Within these records, how many lines hold "PlainPacket"? Give the number alone.

EXCERPTED RECORDS below:

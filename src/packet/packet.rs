use ring::aead::Aad;

use crate::crypto::keys::{Keys, TAG_LEN};
use crate::packet::header::{
    Header, PartialDecode, LONG_RESERVED_MASK, PN_LEN_MASK, SHORT_KEY_PHASE, SHORT_RESERVED_MASK,
    SHORT_SPIN_BIT,
};
use crate::packet::types::PacketNumber;
use crate::result::{require, QuicError, QuicResult, TransportError};

/// Header protection samples 16 bytes of ciphertext starting 4 bytes past
/// the packet-number offset (RFC 9001 Section 5.4.2).
const SAMPLE_OFFSET: usize = 4;
const SAMPLE_LEN: usize = 16;

/// A decrypted packet: trustworthy header bits, expanded packet number and
/// plaintext payload.
#[derive(Debug)]
pub struct PlainPacket {
    pub header: Header,
    pub pn: u64,
    pub key_phase: bool,
    pub payload: Vec<u8>,
}

/// Encrypt `payload` under `keys` and apply header protection, producing
/// the complete wire packet.
pub fn seal(
    header: &Header,
    pn: u64,
    largest_acked: Option<u64>,
    payload: &[u8],
    keys: &Keys,
) -> QuicResult<Vec<u8>> {
    let pn_len = PacketNumber::encoded_len(pn, largest_acked);
    // the sample window must be covered by packet number + ciphertext
    require(
        pn_len + payload.len() + TAG_LEN >= SAMPLE_OFFSET + SAMPLE_LEN,
        "payload too short to sample",
    )?;

    let mut packet = Vec::with_capacity(64 + payload.len());
    header.encode(pn, pn_len, payload.len() + TAG_LEN, &mut packet);
    let pn_offset = packet.len() - pn_len;

    let mut in_out = payload.to_vec();
    let tag = keys
        .aead_key()?
        .seal_in_place_separate_tag(
            ring::aead::Nonce::assume_unique_for_key(keys.nonce_for(pn)),
            Aad::from(&packet),
            &mut in_out,
        )
        .map_err(|_| QuicError::Crypto("aead seal failed"))?;
    packet.extend_from_slice(&in_out);
    packet.extend_from_slice(tag.as_ref());

    // header protection over the first byte's low bits and the pn field
    let sample_start = pn_offset + SAMPLE_OFFSET;
    let mask = keys.hp_mask(&packet[sample_start..sample_start + SAMPLE_LEN])?;
    if header.is_long() {
        packet[0] ^= mask[0] & 0x0f;
    } else {
        packet[0] ^= mask[0] & 0x1f;
    }
    for i in 0..pn_len {
        packet[pn_offset + i] ^= mask[1 + i];
    }
    Ok(packet)
}

/// Remove header protection and open the AEAD. `packet` is exactly one
/// packet (`pd.packet_len` bytes). Failure means the datagram is dropped
/// silently by the caller.
pub fn open(
    packet: &[u8],
    pd: &PartialDecode,
    keys: &Keys,
    largest_acked: Option<u64>,
) -> QuicResult<PlainPacket> {
    let pn_offset = pd.pn_offset;
    require(
        packet.len() >= pn_offset + SAMPLE_OFFSET + SAMPLE_LEN,
        "packet too short to sample",
    )?;

    let sample_start = pn_offset + SAMPLE_OFFSET;
    let mask = keys.hp_mask(&packet[sample_start..sample_start + SAMPLE_LEN])?;

    let mut first = packet[0];
    if pd.header.is_long() {
        first ^= mask[0] & 0x0f;
    } else {
        first ^= mask[0] & 0x1f;
    }
    let pn_len = (first & PN_LEN_MASK) as usize + 1;
    require(packet.len() >= pn_offset + pn_len, "truncated packet number")?;

    // reserved bits must be zero once unprotected
    let reserved = if pd.header.is_long() {
        first & LONG_RESERVED_MASK
    } else {
        first & SHORT_RESERVED_MASK
    };
    if reserved != 0 {
        return Err(QuicError::transport(
            TransportError::ProtocolViolation,
            "non-zero reserved header bits",
        ));
    }

    let mut truncated = 0u64;
    for i in 0..pn_len {
        truncated = truncated << 8 | (packet[pn_offset + i] ^ mask[1 + i]) as u64;
    }
    let pn = PacketNumber::decode(truncated, pn_len, largest_acked)?;

    // associated data is the unprotected header through the packet number
    let mut aad = packet[..pn_offset + pn_len].to_vec();
    aad[0] = first;
    for i in 0..pn_len {
        aad[pn_offset + i] ^= mask[1 + i];
    }

    let mut in_out = packet[pn_offset + pn_len..].to_vec();
    let plain_len = keys
        .aead_key()?
        .open_in_place(
            ring::aead::Nonce::assume_unique_for_key(keys.nonce_for(pn)),
            Aad::from(&aad),
            &mut in_out,
        )
        .map_err(|_| QuicError::DecryptFailed)?
        .len();
    in_out.truncate(plain_len);

    let mut header = pd.header.clone();
    let mut key_phase = false;
    if let Header::Short(h) = &mut header {
        h.spin = first & SHORT_SPIN_BIT != 0;
        h.key_phase = first & SHORT_KEY_PHASE != 0;
        key_phase = h.key_phase;
    }

    Ok(PlainPacket {
        header,
        pn,
        key_phase,
        payload: in_out,
    })
}

#[cfg(test)]
mod test {
    use super::*;
    use crate::cid::ConnectionId;
    use crate::crypto::keys::{initial_keys, Side};
    use crate::packet::header::{LongHeader, LongType, ShortHeader};
    use crate::packet::types::QUIC_VERSION;
    use bytes::Bytes;

    fn test_keys() -> (Keys, Keys) {
        let dcid = ConnectionId::from_bytes(&[0x83, 0x94, 0xc8, 0xf0]).unwrap();
        let client = initial_keys(&dcid, Side::Client).unwrap();
        (client.write.clone(), client.read.clone())
    }

    fn long_header() -> Header {
        Header::Long(LongHeader {
            ty: LongType::Initial,
            version: QUIC_VERSION,
            dst_cid: ConnectionId::from_bytes(&[1; 8]).unwrap(),
            src_cid: ConnectionId::from_bytes(&[2; 8]).unwrap(),
            token: Bytes::new(),
        })
    }

    #[test]
    fn test_seal_open_round_trip() {
        let (write, _) = test_keys();
        let payload = b"frame bytes frame bytes frame bytes".to_vec();
        let packet = seal(&long_header(), 42, None, &payload, &write).unwrap();

        let pd = PartialDecode::parse(&packet, 0).unwrap();
        let plain = open(&packet[..pd.packet_len], &pd, &write, None).unwrap();
        assert_eq!(plain.pn, 42);
        assert_eq!(plain.payload, payload);
        assert_eq!(plain.header, long_header());
    }

    #[test]
    fn test_any_bit_flip_fails() {
        let (write, _) = test_keys();
        let payload = b"sixteen byte min".to_vec();
        let packet = seal(&long_header(), 7, None, &payload, &write).unwrap();
        let pd = PartialDecode::parse(&packet, 0).unwrap();

        // flipping a bit anywhere past the version field breaks either the
        // header protection sample, the aad or the ciphertext
        for pos in [5, packet.len() / 2, packet.len() - 1] {
            let mut corrupted = packet.clone();
            corrupted[pos] ^= 0x40;
            match PartialDecode::parse(&corrupted, 0) {
                Ok(cpd) => {
                    assert!(
                        open(&corrupted[..cpd.packet_len], &cpd, &write, None).is_err(),
                        "flip at {pos} not caught"
                    );
                }
                Err(_) => {}
            }
        }
    }

    #[test]
    fn test_wrong_keys_fail() {
        let (write, read) = test_keys();
        let packet = seal(&long_header(), 7, None, b"some payload data", &write).unwrap();
        let pd = PartialDecode::parse(&packet, 0).unwrap();
        // read-direction keys differ from write keys and must not open it
        let err = open(&packet[..pd.packet_len], &pd, &read, None).unwrap_err();
        assert_eq!(err, QuicError::DecryptFailed);
    }

    #[test]
    fn test_short_header_round_trip_with_key_phase() {
        let (write, _) = test_keys();
        let header = Header::Short(ShortHeader {
            dst_cid: ConnectionId::from_bytes(&[9; 8]).unwrap(),
            spin: false,
            key_phase: true,
        });
        let packet = seal(&header, 1000, Some(900), b"short packet payload", &write).unwrap();
        let pd = PartialDecode::parse(&packet, 8).unwrap();
        let plain = open(&packet[..pd.packet_len], &pd, &write, Some(900)).unwrap();
        assert_eq!(plain.pn, 1000);
        assert!(plain.key_phase);
        assert_eq!(plain.payload, b"short packet payload");
    }

    #[test]
    fn test_pn_expansion_through_packet_layer() {
        let (write, _) = test_keys();
        // pn 300 encoded against largest_acked 298 uses one byte (0x2c);
        // the receiver expands it back against its own largest_acked
        let packet = seal(&long_header(), 300, Some(298), b"payload for pn test", &write).unwrap();
        let pd = PartialDecode::parse(&packet, 0).unwrap();
        let plain = open(&packet[..pd.packet_len], &pd, &write, Some(298)).unwrap();
        assert_eq!(plain.pn, 300);
    }
}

End of EXCERPTED RECORDS.

RESULT BELOW
3